Provided data
......

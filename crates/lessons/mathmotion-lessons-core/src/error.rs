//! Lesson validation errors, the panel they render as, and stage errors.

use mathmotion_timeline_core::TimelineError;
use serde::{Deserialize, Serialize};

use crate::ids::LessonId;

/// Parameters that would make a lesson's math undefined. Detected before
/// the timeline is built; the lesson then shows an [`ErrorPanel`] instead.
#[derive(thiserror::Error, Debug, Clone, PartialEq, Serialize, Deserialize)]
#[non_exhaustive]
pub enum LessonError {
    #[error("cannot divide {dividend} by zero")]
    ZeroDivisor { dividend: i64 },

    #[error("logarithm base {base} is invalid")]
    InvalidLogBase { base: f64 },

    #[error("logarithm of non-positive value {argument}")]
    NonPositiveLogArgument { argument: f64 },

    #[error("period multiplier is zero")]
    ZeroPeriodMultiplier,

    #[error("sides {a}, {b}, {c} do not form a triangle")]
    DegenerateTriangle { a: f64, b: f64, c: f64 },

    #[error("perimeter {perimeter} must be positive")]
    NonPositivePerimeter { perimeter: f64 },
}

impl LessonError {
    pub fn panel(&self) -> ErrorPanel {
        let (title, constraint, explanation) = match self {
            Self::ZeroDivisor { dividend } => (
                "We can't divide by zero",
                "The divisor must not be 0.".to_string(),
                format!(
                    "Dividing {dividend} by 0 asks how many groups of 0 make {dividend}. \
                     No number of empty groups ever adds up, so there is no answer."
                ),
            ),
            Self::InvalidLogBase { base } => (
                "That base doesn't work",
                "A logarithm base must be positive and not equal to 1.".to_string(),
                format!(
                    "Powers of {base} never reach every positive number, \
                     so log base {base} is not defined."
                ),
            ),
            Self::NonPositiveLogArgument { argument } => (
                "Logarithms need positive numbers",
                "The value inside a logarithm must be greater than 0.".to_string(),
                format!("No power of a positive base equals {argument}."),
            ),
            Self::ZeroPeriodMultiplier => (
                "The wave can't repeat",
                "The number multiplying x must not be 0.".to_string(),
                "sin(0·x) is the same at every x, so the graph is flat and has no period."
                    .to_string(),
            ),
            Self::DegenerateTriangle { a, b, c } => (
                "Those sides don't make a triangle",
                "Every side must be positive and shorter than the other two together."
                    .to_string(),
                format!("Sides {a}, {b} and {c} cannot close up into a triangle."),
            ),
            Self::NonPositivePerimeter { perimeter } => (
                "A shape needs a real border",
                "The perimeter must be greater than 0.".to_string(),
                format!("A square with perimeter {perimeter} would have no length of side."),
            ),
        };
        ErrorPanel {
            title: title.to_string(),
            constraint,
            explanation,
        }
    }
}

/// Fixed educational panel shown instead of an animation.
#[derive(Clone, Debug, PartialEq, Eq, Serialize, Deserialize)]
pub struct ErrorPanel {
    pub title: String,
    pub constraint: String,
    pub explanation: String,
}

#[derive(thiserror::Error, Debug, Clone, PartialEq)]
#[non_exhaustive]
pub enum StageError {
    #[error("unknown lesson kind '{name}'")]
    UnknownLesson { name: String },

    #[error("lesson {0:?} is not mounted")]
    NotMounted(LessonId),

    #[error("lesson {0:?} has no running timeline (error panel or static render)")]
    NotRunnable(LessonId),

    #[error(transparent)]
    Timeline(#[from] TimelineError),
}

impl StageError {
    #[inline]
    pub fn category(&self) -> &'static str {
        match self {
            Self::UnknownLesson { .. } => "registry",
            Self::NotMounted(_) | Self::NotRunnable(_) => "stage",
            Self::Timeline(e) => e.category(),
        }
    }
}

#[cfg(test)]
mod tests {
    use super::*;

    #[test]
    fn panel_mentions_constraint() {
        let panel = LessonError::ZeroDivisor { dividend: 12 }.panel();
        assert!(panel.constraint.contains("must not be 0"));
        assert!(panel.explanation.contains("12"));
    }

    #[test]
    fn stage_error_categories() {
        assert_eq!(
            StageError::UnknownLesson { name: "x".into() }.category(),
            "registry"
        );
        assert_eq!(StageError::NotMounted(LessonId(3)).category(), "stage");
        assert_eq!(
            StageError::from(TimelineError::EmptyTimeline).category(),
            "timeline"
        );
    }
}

......

Assignment
In the listing above, find the line holding "shape needs a" and the line holding "pub enum StageError", then output those two lines and every line between them exactly.

Written solution
                "A shape needs a real border",
                "The perimeter must be greater than 0.".to_string(),
                format!("A square with perimeter {perimeter} would have no length of side."),
            ),
        };
        ErrorPanel {
            title: title.to_string(),
            constraint,
            explanation,
        }
    }
}

/// Fixed educational panel shown instead of an animation.
#[derive(Clone, Debug, PartialEq, Eq, Serialize, Deserialize)]
pub struct ErrorPanel {
    pub title: String,
    pub constraint: String,
    pub explanation: String,
}

#[derive(thiserror::Error, Debug, Clone, PartialEq)]
#[non_exhaustive]
pub enum StageError {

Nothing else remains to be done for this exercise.